First, you configure your tenant with the AWS credentials of an IAM user and a SNS topic ARN that you wish to publish notification events to. This can be on your own AWS account so that you can work with these notifications any way you'd like.
The notifications are for a variety of node lifecycle events. The primary one is "node_invalidation" which happens whenever a node's state changes. It's an indication that anyone caching anything downstream might want to reconsider their cache state.
In terms of out-of-the-box and Node.js, what we provide is an SQS listener in the cloudcms-server module. What you do is set up an SQS queue in Amazon and hook it to the SNS topic. That way, any notifications get placed into the queue.
By being in queue, node.js cluster members (i.e. subscribers) can pick up the notifications in order as they arrive. This allows for eventual consistency (non-transactional). The Node.js cluster members hear these events and wipe down their cache as they find time.
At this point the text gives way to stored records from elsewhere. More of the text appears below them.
//! Hierarchical resolution of [`ResolverSettings`]

use crate::Result;
use crate::params::{ParamTree, ParamValue};
use cfgtree_fs::{NormalizedPath, SettingsStore};
use serde::{Deserialize, Serialize};
use std::path::PathBuf;

/// Name of the project-level settings file.
pub const PROJECT_SETTINGS_FILE: &str = "cfgtree.toml";

/// The effective settings after merging all layers.
#[derive(Debug, Clone, PartialEq, Eq, Serialize, Deserialize)]
#[serde(default)]
pub struct ResolverSettings {
    /// Directory holding the cfg files.
    pub cfg_root: String,
    /// Extension of cfg files, without the dot.
    pub cfg_ext: String,
    /// Prepended to every cfg file name as `<prefix>-`.
    pub cfg_prefix: String,
    /// Appended to every cfg file name as `-<suffix>`.
    pub cfg_suffix: String,
    /// Reuse section indexes persisted next to the cfg files.
    pub cache: bool,
    /// Log and return unknown flags instead of failing.
    pub allow_unknown: bool,
}

impl Default for ResolverSettings {
    fn default() -> Self {
        Self {
            cfg_root: "cfg".to_string(),
            cfg_ext: "cfg".to_string(),
            cfg_prefix: String::new(),
            cfg_suffix: String::new(),
            cache: true,
            allow_unknown: false,
        }
    }
}

impl ResolverSettings {
    /// Override every field the layer sets.
    pub fn apply(&mut self, layer: &SettingsLayer) {
        if let Some(v) = &layer.cfg_root {
            self.cfg_root = v.clone();
        }
        if let Some(v) = &layer.cfg_ext {
            self.cfg_ext = v.clone();
        }
        if let Some(v) = &layer.cfg_prefix {
            self.cfg_prefix = v.clone();
        }
        if let Some(v) = &layer.cfg_suffix {
            self.cfg_suffix = v.clone();
        }
        if let Some(v) = layer.cache {
            self.cache = v;
        }
        if let Some(v) = layer.allow_unknown {
            self.allow_unknown = v;
        }
    }

    /// Path of the cfg file called `name`:
    /// `<cfg_root>/<cfg_prefix>-<name>-<cfg_suffix>.<cfg_ext>`, each
    /// decoration only when set.
    pub fn cfg_path(&self, name: &str) -> NormalizedPath {
        let mut file = name.to_string();
        if !self.cfg_prefix.is_empty() {
            file = format!("{}-{file}", self.cfg_prefix);
        }
        if !self.cfg_suffix.is_empty() {
            file = format!("{file}-{}", self.cfg_suffix);
        }
        if !self.cfg_ext.is_empty() {
            file = format!("{file}.{}", self.cfg_ext.trim_start_matches('.'));
        }
        NormalizedPath::new(&self.cfg_root).join(&file)
    }
}

/// One partial source of settings; unset fields leave lower layers alone.
#[derive(Debug, Clone, Default, PartialEq, Eq, Serialize, Deserialize)]
#[serde(default)]
pub struct SettingsLayer {
    pub cfg_root: Option<String>,
    pub cfg_ext: Option<String>,
    pub cfg_prefix: Option<String>,
    pub cfg_suffix: Option<String>,
    pub cache: Option<bool>,
    pub allow_unknown: Option<bool>,
}

impl SettingsLayer {
    /// Overlay `other` on top of this layer.
    pub fn merge(&mut self, other: &SettingsLayer) {
        let SettingsLayer {
            cfg_root,
            cfg_ext,
            cfg_prefix,
            cfg_suffix,
            cache,
            allow_unknown,
        } = other.clone();
        self.cfg_root = cfg_root.or(self.cfg_root.take());
        self.cfg_ext = cfg_ext.or(self.cfg_ext.take());
        self.cfg_prefix = cfg_prefix.or(self.cfg_prefix.take());
        self.cfg_suffix = cfg_suffix.or(self.cfg_suffix.take());
        self.cache = cache.or(self.cache);
        self.allow_unknown = allow_unknown.or(self.allow_unknown);
    }

    /// String members of the object tree that name a setting.
    pub fn from_tree(tree: &dyn ParamTree) -> Self {
        let text = |name: &str| match tree.value_of(name) {
            Some(ParamValue::Str(s)) => Some(s),
            _ => None,
        };
        Self {
            cfg_root: text("cfg_root"),
            cfg_ext: text("cfg_ext"),
            cfg_prefix: text("cfg_prefix"),
            cfg_suffix: text("cfg_suffix"),
            cache: None,
            allow_unknown: None,
        }
    }
}

/// Loads and merges the settings files.
pub struct SettingsResolver {
    project_dir: NormalizedPath,

    /// Replaces `dirs::config_dir()/cfgtree` when set.
    global_config_dir_override: Option<PathBuf>,
}

impl SettingsResolver {
    /// Resolver for a project directory, using the platform config
    /// directory for global settings:
    /// - Linux: `~/.config/cfgtree/`
    /// - macOS: `~/Library/Application Support/cfgtree/`
    /// - Windows: `%APPDATA%\cfgtree\`
    pub fn new(project_dir: NormalizedPath) -> Self {
        Self {
            project_dir,
            global_config_dir_override: None,
        }
    }

    /// Resolver with a custom global settings directory.
    pub fn with_global_config_dir(project_dir: NormalizedPath, global_config_dir: PathBuf) -> Self {
        Self {
            project_dir,
            global_config_dir_override: Some(global_config_dir),
        }
    }

    fn global_config_dir(&self) -> Option<PathBuf> {
        if let Some(ref override_dir) = self.global_config_dir_override {
            return Some(override_dir.clone());
        }
        dirs::config_dir().map(|d| d.join("cfgtree"))
    }

    /// Merge of the global and project settings files.
    ///
    /// Missing files are skipped, a malformed one is an error.
    pub fn layer(&self) -> Result<SettingsLayer> {
        let store = SettingsStore::new();
        let mut layer = SettingsLayer::default();

        if let Some(global_dir) = self.global_config_dir() {
            let global_path = NormalizedPath::new(global_dir.join("settings.toml"));
            if let Some(global) = store.load_optional::<SettingsLayer>(&global_path)? {
                tracing::debug!(path = %global_path, "loaded global settings");
                layer.merge(&global);
            }
        }

        let project_path = self.project_dir.join(PROJECT_SETTINGS_FILE);
        if let Some(project) = store.load_optional::<SettingsLayer>(&project_path)? {
            tracing::debug!(path = %project_path, "loaded project settings");
            layer.merge(&project);
        }

        Ok(layer)
    }

    /// Defaults with both settings files applied.
    pub fn resolve(&self) -> Result<ResolverSettings> {
        let mut settings = ResolverSettings::default();
        settings.apply(&self.layer()?);
        Ok(settings)
    }

    pub fn project_dir(&self) -> &NormalizedPath {
        &self.project_dir
    }

    /// Check if a project settings file exists
    pub fn has_project_settings(&self) -> bool {
        self.project_dir.join(PROJECT_SETTINGS_FILE).is_file()
    }
}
The first step I'd recommend is to set up an IAM user with full authorities to an SNS topic and SQS queue. Then hook them together - on your Node.js cluster instances, you can either change the config provided to the start method, kind of like this:
config["notifications"] = { "enabled": true, "type": "sqs", "configuration": { "queue": "<awsQueueName>", "accessKey": "<awsIamAccessKey>", "secretKey": "<awsIamSecretKey>", "region": "<awsRegion>" } };
Or you can provide these values through environment variables:
CLOUDCMS_NOTIFICATIONS_SQS_QUEUE CLOUDCMS_NOTIFICATIONS_SQS_ACCESS_KEY CLOUDCMS_NOTIFICATIONS_SQS_SECRET_KEY CLOUDCMS_NOTIFICATIONS_SQS_REGION
The latter is useful for container-based configuration and is steadily becoming the preferred way to do cloud deployments.